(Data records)
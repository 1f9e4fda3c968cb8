//! C type model
//!
//! [`TypeKind`] is a closed union: every consumer matches it exhaustively, so a
//! new variant fails to compile wherever it is not handled.

use std::fmt;

use super::ids::TypeId;

/// Integer type variants
#[derive(Debug, Clone, Copy, PartialEq, Eq, Hash)]
pub enum IntKind {
    /// `char`
    Char,
    /// `signed char`
    SChar,
    /// `unsigned char`
    UChar,
    /// `short`
    Short,
    /// `unsigned short`
    UShort,
    /// `int`
    Int,
    /// `unsigned int`
    UInt,
    /// `long`
    Long,
    /// `unsigned long`
    ULong,
    /// `long long`
    LongLong,
    /// `unsigned long long`
    ULongLong,
}

impl IntKind {
    /// Signedness of the kind. Plain `char` counts as signed.
    pub fn is_signed(self) -> bool {
        !matches!(
            self,
            IntKind::UChar | IntKind::UShort | IntKind::UInt | IntKind::ULong | IntKind::ULongLong
        )
    }

    /// Plain `char` (the only kind a C string is made of)
    pub fn is_plain_char(self) -> bool {
        self == IntKind::Char
    }

    /// Storage width class in bytes (LP64)
    pub fn width(self) -> u8 {
        match self {
            IntKind::Char | IntKind::SChar | IntKind::UChar => 1,
            IntKind::Short | IntKind::UShort => 2,
            IntKind::Int | IntKind::UInt => 4,
            IntKind::Long | IntKind::ULong | IntKind::LongLong | IntKind::ULongLong => 8,
        }
    }
}

/// Floating point type variants
#[derive(Debug, Clone, Copy, PartialEq, Eq, Hash)]
pub enum FloatKind {
    /// `float`
    Float,
    /// `double`
    Double,
    /// `long double`
    LongDouble,
}

/// Semantic classification of pointer usage.
///
/// The builder only produces `Opaque` and `String`; the rest are reserved and
/// the mapper rejects them.
#[derive(Debug, Clone, Copy, PartialEq, Eq, Hash)]
pub enum PointerKind {
    /// Opaque handle like `sqlite3 *`
    Opaque,
    /// `const char *` string
    String,
    /// `void *` plus length buffer
    Buffer,
    /// Output parameter like `int *`
    OutParam,
    /// Function pointer (callback)
    Function,
    /// Regular typed pointer
    Typed,
}

/// Memory layout of a type, in bytes
#[derive(Debug, Clone, Copy, PartialEq, Eq)]
pub struct Layout {
    /// Size in bytes
    pub size: u64,
    /// Alignment in bytes
    pub align: u64,
}

/// Structural shape of a type
#[derive(Debug, Clone, PartialEq, Eq)]
pub enum TypeKind {
    /// Integer with signedness
    Int {
        /// Which C integer type
        kind: IntKind,
        /// Signed or not, fixed by `kind`
        is_signed: bool,
    },
    /// Floating point
    Float {
        /// Which C floating type
        kind: FloatKind,
    },
    /// Pointer with semantic classification
    Pointer {
        /// Pointed-to type
        pointee: TypeId,
        /// How the pointer is used
        classification: PointerKind,
        /// Whether the pointee is const-qualified
        is_const: bool,
    },
    /// `void`, only valid as a return type
    Void,
    /// A typedef naming another type
    Alias {
        /// Typedef name
        name: String,
        /// Aliased type
        target: TypeId,
    },
    /// A struct seen only through a pointer; its layout is never examined
    Opaque {
        /// Struct or typedef name without the `struct` keyword
        name: String,
    },
}

/// A type in the IR
#[derive(Debug, Clone, PartialEq, Eq)]
pub struct Type {
    /// Arena id
    pub id: TypeId,
    /// Structural shape
    pub kind: TypeKind,
    /// Typedef resolution link
    pub canonical: Option<TypeId>,
    /// Original C spelling
    pub c_spelling: String,
    /// Memory layout, when known
    pub layout: Option<Layout>,
}

/// Struct name behind a spelling: drops a leading `const` and `struct` keyword.
///
/// `"struct sqlite3"` gives `"sqlite3"`, `"my_handle"` is returned unchanged.
pub fn struct_name(spelling: &str) -> &str {
    let mut name = spelling.trim();
    if let Some(rest) = name.strip_prefix("const ") {
        name = rest.trim_start();
    }
    name.strip_prefix("struct ")
        .map(str::trim_start)
        .unwrap_or(name)
}

impl fmt::Display for IntKind {
    fn fmt(&self, f: &mut fmt::Formatter<'_>) -> fmt::Result {
        let s = match self {
            IntKind::Char => "char",
            IntKind::SChar => "signed char",
            IntKind::UChar => "unsigned char",
            IntKind::Short => "short",
            IntKind::UShort => "unsigned short",
            IntKind::Int => "int",
            IntKind::UInt => "unsigned int",
            IntKind::Long => "long",
            IntKind::ULong => "unsigned long",
            IntKind::LongLong => "long long",
            IntKind::ULongLong => "unsigned long long",
        };
        f.write_str(s)
    }
}

impl fmt::Display for FloatKind {
    fn fmt(&self, f: &mut fmt::Formatter<'_>) -> fmt::Result {
        match self {
            FloatKind::Float => f.write_str("float"),
            FloatKind::Double => f.write_str("double"),
            FloatKind::LongDouble => f.write_str("long double"),
        }
    }
}

impl fmt::Display for PointerKind {
    fn fmt(&self, f: &mut fmt::Formatter<'_>) -> fmt::Result {
        let s = match self {
            PointerKind::Opaque => "opaque",
            PointerKind::String => "string",
            PointerKind::Buffer => "buffer",
            PointerKind::OutParam => "out-param",
            PointerKind::Function => "function",
            PointerKind::Typed => "typed",
        };
        f.write_str(s)
    }
}

#[cfg(test)]
mod tests {
    use super::*;

    #[test]
    fn test_signedness_table() {
        assert!(IntKind::Char.is_signed());
        assert!(IntKind::SChar.is_signed());
        assert!(!IntKind::UChar.is_signed());
        assert!(IntKind::Long.is_signed());
        assert!(!IntKind::ULongLong.is_signed());
    }

    #[test]
    fn test_struct_name() {
        assert_eq!(struct_name("struct sqlite3"), "sqlite3");
        assert_eq!(struct_name("const struct db_conn"), "db_conn");
        assert_eq!(struct_name("my_handle"), "my_handle");
    }

    #[test]
    fn test_width_ignores_signedness() {
        assert_eq!(IntKind::Int.width(), IntKind::UInt.width());
        assert_eq!(IntKind::Long.width(), IntKind::ULongLong.width());
        assert_eq!(IntKind::SChar.width(), 1);
    }
}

What the task asks:
Of the lines in the data above, some may include the word "matches"; state how many, with no added words.

Solution:
2